I guess I must know a little bit about writing romance, as I’ve just published 50th titles for Harlequin Mills and Boon, probably the best known romance publishers in the world.
I do still feel though, as if I’m making it up as I go along, and I’m not just talking about not being a plotter! Although, in fairness, I’ve become a better plotter over the 14 years since I got published. It really does make things so much easier. Even if you are fond of going off piste mid-way which I definitely have a tendency to do.
I have been a fan of Mills and Boon romances ever since I found one in my grandmother’s bedroom when I was a teenager. I fell in love with the Hero and I wanted to be the Heroine. I fell in love with the intense emotion and the high stakes drama.
It seemed like an impossible task to bring these two people together but inevitably they did find their HEA (Happy Ever After) and I would be left emotionally wrung out. For about five minutes, before starting the next story. A voracious obsession was begun in that bungalow in Ballybunion, Co. Kerry, circa 1988!
That’s the thing that defines the romance genre – the promise of Happy Ever After. And this is the same if you’re writing shorter category romances (50-55k words), or longer Single Title length books (approx. 80k words or higher). It’s the fulfilment that every reader knows they will get. The promise that no matter what we put our characters through, we will make sure they get their happy ending.
Ahem. You know what I mean.
As the wonderful Nora Roberts once said about Romeo and Juliet, ‘Not a romance, a tragedy!’

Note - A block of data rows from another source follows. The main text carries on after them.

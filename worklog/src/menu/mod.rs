//! Menu loops for the terminal front end.
//!
//! Three loops: the main menu, the search-strategy menu, and the browse
//! loop over a navigator session. Each renders a title and its options,
//! then reads keys until one maps to a valid action. Actions are command
//! enums with an explicit key mapping and a single dispatcher per loop —
//! no runtime method lookup. All loops are generic over the reader and
//! writer so whole sessions can be driven by scripted input in tests.

use std::io::{self, BufRead, Write};

use worklog_record::record::{EntryId, Task};

use crate::browse::{BrowseAction, Navigator};
use crate::config::AppConfig;
use crate::prompt;
use crate::screen;
use crate::search::{self, SearchQuery};
use crate::store::{StoreError, TaskStore};

/// Errors that can abort a menu session.
#[derive(Debug, thiserror::Error)]
pub enum MenuError {
    /// Terminal I/O failed, or input ended mid-session.
    #[error("terminal i/o failed: {0}")]
    Io(#[from] io::Error),

    /// A store operation failed; the session must not continue as if
    /// the mutation had been saved.
    #[error(transparent)]
    Store(#[from] StoreError),
}

/// Top-level menu actions.
#[derive(Debug, Clone, Copy, PartialEq, Eq)]
pub enum MainAction {
    /// Create and add a new entry.
    Add,
    /// Search existing entries.
    Search,
    /// Quit the program.
    Quit,
}

impl MainAction {
    /// All actions, in display order.
    pub const ALL: [Self; 3] = [Self::Add, Self::Search, Self::Quit];

    /// The key that selects this action.
    #[must_use]
    pub const fn key(self) -> char {
        match self {
            Self::Add => 'a',
            Self::Search => 'b',
            Self::Quit => 'c',
        }
    }

    /// The label shown next to the key.
    #[must_use]
    pub const fn label(self) -> &'static str {
        match self {
            Self::Add => "Add new entry",
            Self::Search => "Search in existing entries",
            Self::Quit => "Quit program",
        }
    }

    /// Maps a key back to its action.
    #[must_use]
    pub fn from_key(key: char) -> Option<Self> {
        Self::ALL
            .into_iter()
            .find(|action| action.key() == key.to_ascii_lowercase())
    }
}

/// Search menu actions: the five strategies plus return.
#[derive(Debug, Clone, Copy, PartialEq, Eq)]
pub enum SearchAction {
    /// Search by exact date.
    ExactDate,
    /// Search by inclusive date range.
    DateRange,
    /// Search by exact minutes spent.
    TimeSpent,
    /// Case-insensitive substring search.
    ExactText,
    /// Regular expression search.
    Pattern,
    /// Back to the main menu.
    Return,
}

impl SearchAction {
    /// All actions, in display order.
    pub const ALL: [Self; 6] = [
        Self::ExactDate,
        Self::DateRange,
        Self::TimeSpent,
        Self::ExactText,
        Self::Pattern,
        Self::Return,
    ];

    /// The key that selects this action.
    #[must_use]
    pub const fn key(self) -> char {
        match self {
            Self::ExactDate => 'a',
            Self::DateRange => 'b',
            Self::TimeSpent => 'c',
            Self::ExactText => 'd',
            Self::Pattern => 'e',
            Self::Return => 'f',
        }
    }

    /// The label shown next to the key.
    #[must_use]
    pub const fn label(self) -> &'static str {
        match self {
            Self::ExactDate => "Exact Date",
            Self::DateRange => "Range of Dates",
            Self::TimeSpent => "Time Spent",
            Self::ExactText => "Exact Search",
            Self::Pattern => "Regex Pattern",
            Self::Return => "Return to menu",
        }
    }

    /// Maps a key back to its action.
    #[must_use]
    pub fn from_key(key: char) -> Option<Self> {
        Self::ALL
            .into_iter()
            .find(|action| action.key() == key.to_ascii_lowercase())
    }
}

/// Runs the main menu loop until the user quits.
///
/// # Errors
///
/// Returns [`MenuError`] when terminal I/O fails (including input ending
/// mid-session) or a store mutation cannot be persisted.
pub fn run<R: BufRead, W: Write>(
    store: &mut TaskStore,
    config: &AppConfig,
    input: &mut R,
    out: &mut W,
) -> Result<(), MenuError> {
    tracing::info!("menu session started");
    loop {
        screen::clear(out)?;
        writeln!(out, "WORK LOG")?;
        writeln!(out, "What would you like to do?")?;
        for action in MainAction::ALL {
            writeln!(out, "{}) {}", action.key(), action.label())?;
        }
        match read_action(input, out, MainAction::from_key)? {
            MainAction::Add => add_entry(store, config, input, out)?,
            MainAction::Search => search_menu(store, config, input, out)?,
            MainAction::Quit => {
                tracing::info!("menu session ended");
                return Ok(());
            }
        }
    }
}

/// Browses a view of entries until the user returns.
///
/// The view is either the full store or a search result; an empty view
/// renders the empty state with only return available.
///
/// # Errors
///
/// Returns [`MenuError`] when terminal I/O fails or a store mutation
/// cannot be persisted.
pub fn browse<R: BufRead, W: Write>(
    store: &mut TaskStore,
    config: &AppConfig,
    view: Vec<EntryId>,
    input: &mut R,
    out: &mut W,
) -> Result<(), MenuError> {
    let mut nav = Navigator::new(view);
    loop {
        screen::clear(out)?;
        match nav.current().and_then(|id| store.get(id)) {
            Some(task) => {
                render_task(out, task, &config.date_format)?;
                writeln!(out, "Result {} of {}\n", nav.cursor() + 1, nav.len())?;
            }
            None => writeln!(out, "There are no tasks to show.\n")?,
        }

        let actions = nav.actions();
        let labels: Vec<&str> = actions.iter().map(|action| action.label()).collect();
        writeln!(out, "{}", labels.join(", "))?;

        let action = read_action(input, out, |key| {
            BrowseAction::from_key(key).filter(|action| actions.contains(action))
        })?;
        match action {
            BrowseAction::Previous => nav.previous(),
            BrowseAction::Next => nav.next(),
            BrowseAction::Edit => {
                let current = nav
                    .current()
                    .and_then(|id| store.get(id))
                    .map(|task| task.content().clone());
                if let Some(current) = current {
                    writeln!(out, "EDIT entry (Leave fields blank for no changes)")?;
                    let draft = prompt::draft(input, out, Some(&current))?;
                    nav.edit(store, draft)?;
                }
            }
            BrowseAction::Delete => {
                let confirmed =
                    prompt::confirm(input, out, "Do you really want to delete this task?")?;
                nav.delete(store, confirmed)?;
            }
            BrowseAction::Return => return Ok(()),
        }
    }
}

/// Creates a new entry, shows it, and waits for acknowledgment.
fn add_entry<R: BufRead, W: Write>(
    store: &mut TaskStore,
    config: &AppConfig,
    input: &mut R,
    out: &mut W,
) -> Result<(), MenuError> {
    screen::clear(out)?;
    let draft = prompt::draft(input, out, None)?;
    let id = store.add(draft)?;
    screen::clear(out)?;
    if let Some(task) = store.get(id) {
        render_task(out, task, &config.date_format)?;
    }
    prompt::pause(
        input,
        out,
        "The entry has been added. Press enter to return to the menu",
    )?;
    Ok(())
}

/// Runs the search-strategy menu until the user returns to the main menu.
fn search_menu<R: BufRead, W: Write>(
    store: &mut TaskStore,
    config: &AppConfig,
    input: &mut R,
    out: &mut W,
) -> Result<(), MenuError> {
    loop {
        screen::clear(out)?;
        writeln!(out, "Do you want to search by:")?;
        for action in SearchAction::ALL {
            writeln!(out, "{}) {}", action.key(), action.label())?;
        }
        let action = read_action(input, out, SearchAction::from_key)?;
        if action == SearchAction::Return {
            return Ok(());
        }

        screen::clear(out)?;
        let query = match action {
            SearchAction::ExactDate => {
                SearchQuery::ExactDate(prompt::date(input, out, "Date of the task", None)?)
            }
            SearchAction::DateRange => {
                let (start, end) = prompt::date_range(input, out)?;
                SearchQuery::DateRange { start, end }
            }
            SearchAction::TimeSpent => SearchQuery::TimeSpent(prompt::minutes(input, out, None)?),
            SearchAction::ExactText => SearchQuery::Text(prompt::text(input, out)?),
            SearchAction::Pattern => SearchQuery::Pattern(prompt::pattern(input, out)?),
            SearchAction::Return => return Ok(()),
        };

        let view = search::run(store.tasks(), &query);
        tracing::debug!(matches = view.len(), "search finished");
        browse(store, config, view, input, out)?;
    }
}

/// Renders one entry, omitting the notes line when absent.
fn render_task<W: Write>(out: &mut W, task: &Task, date_format: &str) -> io::Result<()> {
    writeln!(out, "Date: {}", task.date().format(date_format))?;
    writeln!(out, "Title: {}", task.title())?;
    writeln!(out, "Time spent: {} minutes", task.time())?;
    if let Some(notes) = task.notes() {
        writeln!(out, "Notes: {notes}")?;
    }
    writeln!(out)
}

/// Reads keys until one resolves to an action.
fn read_action<R: BufRead, W: Write, A>(
    input: &mut R,
    out: &mut W,
    resolve: impl Fn(char) -> Option<A>,
) -> Result<A, MenuError> {
    loop {
        let choice = prompt::choice(input, out)?;
        let mut chars = choice.chars();
        if let (Some(key), None) = (chars.next(), chars.next()) {
            if let Some(action) = resolve(key) {
                return Ok(action);
            }
        }
        writeln!(out, "Sorry, you must choose a valid option")?;
    }
}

The romance genre really is one of the most varied literary genres in the world. There is literally something for everyone. Want paranormal romance featuring Fallen Angels, Werewolves, Daemons, Vampires and/or Faeries? Check out the wonderful Kresley Cole or Nalini Singh.
Want sexy hot romances featuring modern cosmopolitan Heroines and the Heroes they like to tease and torment? Check out Mills and Boon’s DARE line, or the Red Hot Cosmo Reads.
Want to read seriously erotic romances featuring straight, bi, gay characters? Check out Tiffany Reisz.
There’s Amish romance (I kid you not). Inspirational Romance for those on the more spiritual side. Romantic Suspense for those who want a bit of dramatic action and maybe a few gun shots or kidnappings with their ‘I love you.’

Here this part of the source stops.